Prolonged or regular drug misuse can cause short and long-term physical and mental health problems. Drug overdoses can result in permanent health damage or death. Some drugs are highly addictive and addicts are more likely to become perpetrators or victims of crime and experience a wide range of social problems, such as homelessness, relationship breakdown and unemployment. Those who use needles can put themselves at a higher risk of exposure to blood-borne viruses such as HIV/AIDS and hepatitis.
In 2015/16, it is estimated that around 1 in 12 (8.4 per cent) adults aged 16 to 59 in England and Wales had taken an illicit drug in the last year. This equates to around 2.7 million people.
In 2014, there were 2,248 deaths in England and Wales related to drug misuse; a 15 per cent on 2013 and 44 per cent higher than 2004. Deaths related to drug misuse were at their highest level since comparable records began in 1993.
In Herefordshire, the estimated prevalence of opiate and/or crack cocaine users was 8.2 per 1,000 population in 2014/15, lower than that nationally (8.6) and regionally (9.6), but not significantly so.
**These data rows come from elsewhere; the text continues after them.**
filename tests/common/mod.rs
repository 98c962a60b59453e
// SPDX-License-Identifier: Apache-2.0
// Copyright 2025 itsakeyfut
//
// Licensed under the Apache License, Version 2.0 (the "License");
// you may not use this file except in compliance with the License.
// You may obtain a copy of the License at
//
//     http://www.apache.org/licenses/LICENSE-2.0
//
// Unless required by applicable law or agreed to in writing, software
// distributed under the License is distributed on an "AS IS" BASIS,
// WITHOUT WARRANTIES OR CONDITIONS OF ANY KIND, either express or implied.
// See the License for the specific language governing permissions and
// limitations under the License.

//! Shared helpers for integration tests

pub mod assertions;
pub mod fixtures;
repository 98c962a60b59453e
// SPDX-License-Identifier: Apache-2.0
// Copyright 2025 itsakeyfut

//! `/dev/mem` backed register windows
//!
//! Each access is a positional 4-byte read or write on the memory device at
//! `base + offset`, little endian, so no mapping has to be kept alive
//! between accesses. Any file with the same layout works, which is how the
//! tests exercise this mapper.

use super::{check_access, MemoryMapper, RegisterWindow};
use crate::core::error::Result;
use std::fs::{File, OpenOptions};
use std::os::unix::fs::FileExt;
use std::path::{Path, PathBuf};

/// Mapper over a physical memory device file
#[derive(Debug, Clone)]
pub struct DevMem {
    path: PathBuf,
}

impl DevMem {
    /// Default physical memory device
    pub const DEFAULT_PATH: &'static str = "/dev/mem";

    /// Create a mapper over the memory device at `path`
    pub fn new(path: impl AsRef<Path>) -> Self {
        Self {
            path: path.as_ref().to_path_buf(),
        }
    }

    /// Path of the memory device
    pub fn path(&self) -> &Path {
        &self.path
    }
}

impl Default for DevMem {
    fn default() -> Self {
        Self::new(Self::DEFAULT_PATH)
    }
}

impl MemoryMapper for DevMem {
    fn map(&mut self, phys: u64, size: u32) -> Result<Box<dyn RegisterWindow>> {
        let file = OpenOptions::new()
            .read(true)
            .write(true)
            .open(&self.path)
            .inspect_err(|e| {
                log::error!("Failed to open {}: {}", self.path.display(), e);
            })?;

        log::trace!(
            "Mapped 0x{:08X}..0x{:08X} via {}",
            phys,
            phys + size as u64,
            self.path.display()
        );

        Ok(Box::new(DevMemWindow {
            file,
            base: phys,
            size,
        }))
    }
}

struct DevMemWindow {
    file: File,
    base: u64,
    size: u32,
}

impl RegisterWindow for DevMemWindow {
    fn base(&self) -> u64 {
        self.base
    }

    fn size(&self) -> u32 {
        self.size
    }

    fn read32_relaxed(&self, offset: u32) -> Result<u32> {
        check_access(offset, self.size)?;
        let mut bytes = [0u8; 4];
        self.file
            .read_exact_at(&mut bytes, self.base + offset as u64)?;
        Ok(u32::from_le_bytes(bytes))
    }

    fn write32_relaxed(&mut self, offset: u32, value: u32) -> Result<()> {
        check_access(offset, self.size)?;
        self.file
            .write_all_at(&value.to_le_bytes(), self.base + offset as u64)?;
        Ok(())
    }

    fn name(&self) -> &str {
        "DevMem"
    }
}

impl Drop for DevMemWindow {
    fn drop(&mut self) {
        log::trace!("Unmapped 0x{:08X}", self.base);
    }
}
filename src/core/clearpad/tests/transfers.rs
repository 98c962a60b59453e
// SPDX-License-Identifier: Apache-2.0
// Copyright 2025 itsakeyfut

//! Transfer tests
//!
//! Tests for chunked SMBus reads, per-register writes and the raw block
//! transfers, including partial and failed chunks.

use super::helpers::*;
use super::*;
use crate::core::error::DriverError;

#[test]
fn test_read_small() {
    let (bus, sim) = create_test_bus();
    sim.poke(0x0140, &[0xDE, 0xAD, 0xBE, 0xEF]);

    let mut buf = [0u8; 4];
    assert_eq!(bus.read(0x0140, &mut buf).unwrap(), 4);
    assert_eq!(buf, [0xDE, 0xAD, 0xBE, 0xEF]);
    assert_eq!(block_reads(&sim), vec![(0x40, 4)]);
}

#[test]
fn test_read_chunks_at_smbus_max() {
    let (bus, sim) = create_test_bus();
    let data: Vec<u8> = (0..70u8).collect();
    sim.poke(0x0010, &data);

    let mut buf = [0u8; 70];
    assert_eq!(bus.read(0x0010, &mut buf).unwrap(), 70);
    assert_eq!(&buf[..], &data[..]);
    assert_eq!(block_reads(&sim), vec![(0x10, 32), (0x30, 32), (0x50, 6)]);
}

#[test]
fn test_read_empty_buffer() {
    let (bus, sim) = create_test_bus();
    let mut buf = [0u8; 0];

    assert_eq!(bus.read(0x0000, &mut buf).unwrap(), 0);
    assert!(sim.transactions().is_empty());
}

#[test]
fn test_partial_chunk_returns_bytes_so_far() {
    let (bus, sim) = create_test_bus();
    let mut buf = [0u8; 64];

    // Controller ends the first chunk after 20 bytes
    sim.cap_block_reads(Some(20));
    let n = bus.read(0x0000, &mut buf).unwrap();

    assert_eq!(n, 20);
    assert_eq!(block_reads(&sim), vec![(0x00, 32)]);
}

#[test]
fn test_failed_chunk_fails_read() {
    let (bus, sim) = create_test_bus();
    let mut buf = [0u8; 64];

    // Second block read fails
    sim.fail_nth(1, -110);
    let err = bus.read(0x0000, &mut buf).unwrap_err();

    assert_eq!(err.errno(), -110);
}

#[test]
fn test_zero_length_chunk_is_short_transfer() {
    let (bus, sim) = create_test_bus();
    sim.cap_block_reads(Some(0));

    let mut buf = [0u8; 8];
    let err = bus.read(0x0000, &mut buf).unwrap_err();

    assert!(matches!(err, DriverError::ShortTransfer { op: "read", .. }));
}

#[test]
fn test_write_one_byte_per_register() {
    let (bus, sim) = create_test_bus();

    assert_eq!(bus.write(0x02F0, &[1, 2, 3]).unwrap(), 3);

    let writes: Vec<_> = sim
        .transactions()
        .into_iter()
        .filter(|t| matches!(t, Transaction::WriteByte { .. }))
        .collect();
    assert_eq!(
        writes,
        vec![
            Transaction::WriteByte { command: 0xF0, value: 1 },
            Transaction::WriteByte { command: 0xF1, value: 2 },
            Transaction::WriteByte { command: 0xF2, value: 3 },
        ]
    );
    assert_eq!(sim.peek(0x02F1), 2);
}

#[test]
fn test_write_stops_at_first_failure() {
    let (bus, sim) = create_test_bus();
    sim.fail_nth(1, -5);

    assert!(bus.write(0x0000, &[9, 9, 9]).is_err());
    assert_eq!(sim.peek(0x0000), 9);
    assert_eq!(sim.peek(0x0001), 0);
    assert_eq!(sim.peek(0x0002), 0);
}

#[test]
fn test_read_block() {
    let (bus, sim) = create_test_bus();
    sim.poke(0x0480, &[5, 6, 7, 8, 9]);

    let mut buf = [0u8; 5];
    assert_eq!(bus.read_block(0x0480, &mut buf).unwrap(), 5);
    assert_eq!(buf, [5, 6, 7, 8, 9]);

    let log = sim.transactions();
    assert_eq!(log[0], Transaction::Send(vec![0xFF, 0x04]));
    assert_eq!(log[1], Transaction::Send(vec![0x80]));
    assert_eq!(log[2], Transaction::Recv(5));
}

#[test]
fn test_read_block_register_send_failure() {
    let (bus, sim) = create_test_bus();
    sim.fail_nth(0, -6);

    let mut buf = [0u8; 2];
    assert_eq!(bus.read_block(0x0010, &mut buf).unwrap_err().errno(), -6);
    assert!(!sim.transactions().contains(&Transaction::Recv(2)));
}

#[test]
fn test_write_block_sends_register_and_payload() {
    let (bus, sim) = create_test_bus();

    assert_eq!(bus.write_block(0x0130, &[0xA1, 0xA2, 0xA3]).unwrap(), 3);

    assert_eq!(
        sim.transactions().last(),
        Some(&Transaction::Send(vec![0x30, 0xA1, 0xA2, 0xA3]))
    );
    assert_eq!(sim.peek(0x0132), 0xA3);
}

#[test]
fn test_write_block_short_send_counts_payload_only() {
    let (bus, sim) = create_test_bus();
    sim.cap_sends(Some(3));

    assert_eq!(bus.write_block(0x0000, &[1, 2, 3, 4]).unwrap(), 2);
}

#[test]
fn test_concurrent_access_keeps_pages_consistent() {
    use std::sync::Arc;
    use std::thread;

    let (bus, sim) = create_test_bus();
    sim.poke(0x0100, &[0x11; 8]);
    sim.poke(0x0200, &[0x22; 8]);
    let bus = Arc::new(bus);

    let handles: Vec<_> = [(0x0100u16, 0x11u8), (0x0200, 0x22)]
        .into_iter()
        .map(|(addr, expected)| {
            let bus = Arc::clone(&bus);
            thread::spawn(move || {
                for _ in 0..50 {
                    let mut buf = [0u8; 8];
                    bus.read(addr, &mut buf).unwrap();
                    assert_eq!(buf, [expected; 8]);
                }
            })
        })
        .collect();

    for handle in handles {
        handle.join().unwrap();
    }
}
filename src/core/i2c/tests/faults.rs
// SPDX-License-Identifier: Apache-2.0
// Copyright 2025 itsakeyfut

//! Fault injection tests

use super::*;
use crate::core::error::DriverError;

#[test]
fn test_fail_next_transaction() {
    let mut sim = SimulatedClearpad::new(0x2c);
    sim.fail_nth(0, -121);

    let err = sim.master_send(&[0xFF, 0x01]).unwrap_err();
    assert!(matches!(err, DriverError::Transfer { rc: -121, .. }));
    // Failed page select must not change the page
    assert_eq!(sim.page(), 0);

    // Fault is one-shot
    assert!(sim.master_send(&[0xFF, 0x01]).is_ok());
    assert_eq!(sim.page(), 1);
}

#[test]
fn test_fail_later_transaction() {
    let mut sim = SimulatedClearpad::new(0x2c);
    sim.fail_nth(2, -5);

    assert!(sim.smbus_write_byte_data(0x00, 1).is_ok());
    assert!(sim.smbus_write_byte_data(0x01, 2).is_ok());
    assert!(sim.smbus_write_byte_data(0x02, 3).is_err());
    assert_eq!(sim.peek(0x0002), 0);
}

#[test]
fn test_block_read_cap() {
    let mut sim = SimulatedClearpad::new(0x2c);
    sim.cap_block_reads(Some(7));

    let mut buf = [0u8; 32];
    assert_eq!(sim.smbus_read_i2c_block_data(0x00, &mut buf).unwrap(), 7);

    sim.cap_block_reads(None);
    assert_eq!(sim.smbus_read_i2c_block_data(0x00, &mut buf).unwrap(), 32);
}

#[test]
fn test_send_cap_reports_short_write() {
    let mut sim = SimulatedClearpad::new(0x2c);
    sim.cap_sends(Some(1));

    assert_eq!(sim.master_send(&[0xFF, 0x09]).unwrap(), 1);
    assert_eq!(sim.page(), 0);
}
In 2016, 29.3 per cent of non-opiate drug users in Herefordshire who received drug treatment left treatment successfully and did not re-present to treatment within 6 months; lower than nationally (37.1 per cent) and regionally (35.4 per cent), but not significantly so.
In the same year, 2.4 per cent of opiate users in Herefordshire who received drug treatment left treatment successfully and did not re-present to treatment within 6 months; significantly lower than nationally (6.7 per cent) and regionally (5.7 per cent).